Meet the foetus.
A little weekly ritual of mine and Tadpole’s consists of looking up on various websites the info for whatever week of pregnancy I happen to be in (the tail end of week 16 at the time of writing) and reading out the recap of baby’s development. ‘Ooh, it’s got fingernails!’ I shriek. Or ‘Ew, it can wee in the water in my tummy!’ (Which is the technical term for amniotic fluid, in case you were wondering.)
The one thing I dislike about these week-by-week foetal development diaries is that the writers, pursuing the laudable aim of making things as concrete and real as possible, tend to compare the size of the beast to that of a piece of fruit, say. In week 16-17, for example, baby is officially the size (but not yet the weight) of an avocado.
The problem with this, I find, is that when, after a week of eyeing up said avocado (and wondering why, if it’s that small, my belly is already the size of a large melon), I finally give in to the urge to EAT IT, French style, by cutting it in half, smothering it in French dressing and scooping out the flesh with a teaspoon, I feel somewhat uneasy. Not guilty, exactly, but let’s just say I don’t enjoy my feast quite as much as I should.
So, in order to remove ersatz-foetus from my diet altogether, Tadpole and I have devised the revolutionary Soft Toy Sizing SystemTM instead. (So, um, yes, the baby is the tiger, not the passport. The passport is provided for the purposes of scale.)
Tadpole’s soft toy collection is (dusty and) varied, and I look forward to the coming weeks, when tiger will be replaced by Wibbly Pig, for example, or Peter Rabbit. I must admit that I’m slightly less thrilled at the prospect of week 20, where my only correctly-sized option will be a big-nosed replica of Postman Pat, complete with spectacles and satchel.
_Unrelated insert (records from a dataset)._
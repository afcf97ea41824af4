//! End-to-end exchange: key generation, padding, CBC encryption and recovery.

use aes_core::{Aes128Key, Block, BLOCK_SIZE};
use log::{debug, warn};
use rand::{CryptoRng, RngCore};

use crate::cbc::{self, FIXED_IV};
use crate::error::Result;
use crate::keygen::generate_aes128;
use crate::padding::{pad_within, unpad, PaddingCheck};

/// Working buffer size, padding included.
pub const DEFAULT_CAPACITY: usize = 64;

/// Where the IV of each exchange comes from.
#[derive(Clone, Copy, Debug, Default, PartialEq, Eq)]
pub enum IvPolicy {
    /// Always [`FIXED_IV`]. Identical messages under one key encrypt identically.
    #[default]
    Fixed,
    /// A fresh IV per seal, drawn from the session RNG and kept in [`Sealed`].
    Random,
}

/// Knobs for a [`Session`].
#[derive(Clone, Copy, Debug, PartialEq, Eq)]
pub struct SessionConfig {
    /// Maximum padded length in bytes.
    pub capacity: usize,
    /// IV selection.
    pub iv: IvPolicy,
    /// Padding validation applied on recovery.
    pub padding: PaddingCheck,
}

impl Default for SessionConfig {
    fn default() -> Self {
        Self {
            capacity: DEFAULT_CAPACITY,
            iv: IvPolicy::default(),
            padding: PaddingCheck::default(),
        }
    }
}

/// Everything needed to recover a message.
#[derive(Clone, Debug, PartialEq, Eq)]
pub struct Sealed {
    /// Key the message was encrypted under.
    pub key: Aes128Key,
    /// IV of the first CBC block.
    pub iv: Block,
    /// Encrypted, padded message.
    pub ciphertext: Vec<u8>,
}

/// Outcome of [`Session::round_trip`].
#[derive(Clone, Debug, PartialEq, Eq)]
pub struct Exchange {
    /// The encrypted side of the exchange.
    pub sealed: Sealed,
    /// Recovered message, or why it could not be recovered.
    pub recovered: Result<Vec<u8>>,
}

impl Exchange {
    /// True when the recovered bytes equal `message`.
    pub fn matches(&self, message: &[u8]) -> bool {
        matches!(&self.recovered, Ok(m) if m == message)
    }
}

/// Drives exchanges with a caller-owned RNG.
pub struct Session<R: RngCore + CryptoRng> {
    rng: R,
    config: SessionConfig,
}

impl<R: RngCore + CryptoRng> Session<R> {
    /// Creates a session with the default configuration.
    pub fn new(rng: R) -> Self {
        Self::with_config(rng, SessionConfig::default())
    }

    /// Creates a session with explicit configuration.
    pub fn with_config(rng: R, config: SessionConfig) -> Self {
        Self { rng, config }
    }

    /// Generates a fresh printable key and encrypts `message` under it.
    pub fn seal(&mut self, message: &[u8]) -> Result<Sealed> {
        let key = generate_aes128(&mut self.rng);
        self.seal_with_key(message, key.as_bytes())
    }

    /// Encrypts `message` under caller-supplied key material.
    pub fn seal_with_key(&mut self, message: &[u8], key: &[u8]) -> Result<Sealed> {
        let key = Aes128Key::try_from(key)?;
        let padded = pad_within(message, BLOCK_SIZE, self.config.capacity)?;
        let iv = self.next_iv();
        let ciphertext = cbc::encrypt(&padded, key.as_bytes(), &iv)?;
        debug!(
            "sealed {} message bytes into {} ciphertext bytes",
            message.len(),
            ciphertext.len()
        );
        Ok(Sealed {
            key,
            iv,
            ciphertext,
        })
    }

    /// Decrypts and unpads a sealed message.
    pub fn open(&self, sealed: &Sealed) -> Result<Vec<u8>> {
        open_with(
            &sealed.ciphertext,
            sealed.key.as_bytes(),
            &sealed.iv,
            self.config.padding,
        )
    }

    /// Seals `message` and immediately recovers it.
    ///
    /// Only sealing errors (oversized message, bad key) are returned as `Err`;
    /// a recovery failure is reported through [`Exchange::recovered`].
    pub fn round_trip(&mut self, message: &[u8]) -> Result<Exchange> {
        let sealed = self.seal(message)?;
        let recovered = self.open(&sealed);
        Ok(Exchange { sealed, recovered })
    }

    fn next_iv(&mut self) -> Block {
        match self.config.iv {
            IvPolicy::Fixed => FIXED_IV,
            IvPolicy::Random => {
                let mut iv = [0u8; BLOCK_SIZE];
                self.rng.fill_bytes(&mut iv);
                iv
            }
        }
    }
}

/// Decrypts `ciphertext` and strips its padding.
pub fn open_with(
    ciphertext: &[u8],
    key: &[u8],
    iv: &Block,
    check: PaddingCheck,
) -> Result<Vec<u8>> {
    let padded = cbc::decrypt(ciphertext, key, iv)?;
    match unpad(&padded, BLOCK_SIZE, check) {
        Ok(message) => Ok(message.to_vec()),
        Err(err) => {
            warn!("padding check failed on {} recovered bytes", padded.len());
            Err(err)
        }
    }
}
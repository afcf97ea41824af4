//! Block representation helpers.

/// AES block size in bytes.
pub const BLOCK_SIZE: usize = 16;

/// AES block of 16 bytes.
pub type Block = [u8; BLOCK_SIZE];

/// XORs `rhs` into `dst`.
#[inline]
pub fn xor_in_place(dst: &mut Block, rhs: &Block) {
    dst.iter_mut().zip(rhs).for_each(|(d, r)| *d ^= r);
}
//! AES-128 in cipher block chaining mode over whole, block-aligned buffers.

use aes_core::{xor_in_place, Aes128, Aes128Key, Block, BLOCK_SIZE};

use crate::error::{Error, Result};

/// IV used by every exchange unless the session draws a random one.
pub const FIXED_IV: Block = [
    0xff, 0x01, 0x02, 0x03, 0x04, 0x05, 0x06, 0x07, 0x08, 0x09, 0x0a, 0x0b, 0x0c, 0x0d, 0x0e, 0x0f,
];

fn context(key: &[u8]) -> Result<Aes128> {
    let key = Aes128Key::try_from(key)?;
    Ok(Aes128::new(&key))
}

fn check_aligned(buf: &[u8]) -> Result<()> {
    if buf.is_empty() || buf.len() % BLOCK_SIZE != 0 {
        return Err(Error::InvalidInput { len: buf.len() });
    }
    Ok(())
}

/// Encrypts a padded buffer. The output has the same length as the input.
///
/// # Errors
///
/// [`Error::CryptoInit`] if `key` is not 16 bytes, [`Error::InvalidInput`] if
/// `plaintext` is empty or not a multiple of 16 bytes.
pub fn encrypt(plaintext: &[u8], key: &[u8], iv: &Block) -> Result<Vec<u8>> {
    let aes = context(key)?;
    check_aligned(plaintext)?;

    let mut out = plaintext.to_vec();
    let mut chain = *iv;
    for chunk in out.chunks_exact_mut(BLOCK_SIZE) {
        let mut block = [0u8; BLOCK_SIZE];
        block.copy_from_slice(chunk);
        xor_in_place(&mut block, &chain);
        aes.encrypt_block(&mut block);
        chunk.copy_from_slice(&block);
        chain = block;
    }
    Ok(out)
}

/// Decrypts a ciphertext back into its padded buffer.
///
/// # Errors
///
/// Same conditions as [`encrypt`].
pub fn decrypt(ciphertext: &[u8], key: &[u8], iv: &Block) -> Result<Vec<u8>> {
    let aes = context(key)?;
    check_aligned(ciphertext)?;

    let mut out = ciphertext.to_vec();
    let mut chain = *iv;
    for chunk in out.chunks_exact_mut(BLOCK_SIZE) {
        let mut block = [0u8; BLOCK_SIZE];
        block.copy_from_slice(chunk);
        let next = block;
        aes.decrypt_block(&mut block);
        xor_in_place(&mut block, &chain);
        chunk.copy_from_slice(&block);
        chain = next;
    }
    Ok(out)
}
But the real problem, of course, will come when we get beyond the week 30 watershed, which represents the largest teddy in Tadpole’s collection – a wopping 30 cm long. How, I wonder to myself, shooting teddy an anxious sidelong glance and ‘kegeling’ furiously on the inside, can I possibly play host to something that will actually end up being more like 50 cm long at full term? Something which, in food terms, is described by babycentre’s helpful website as ‘a small pumpkin’?
I feel there is an argument, from that point onwards, for abandoning the ‘concrete and real’ approach and adopting a policy of deliberate vagueness instead, while simultaneously outlawing every ruler and tape measure in the house.
And needless to say, pumpkin will be off the menu chez petite come October. As will Halloween.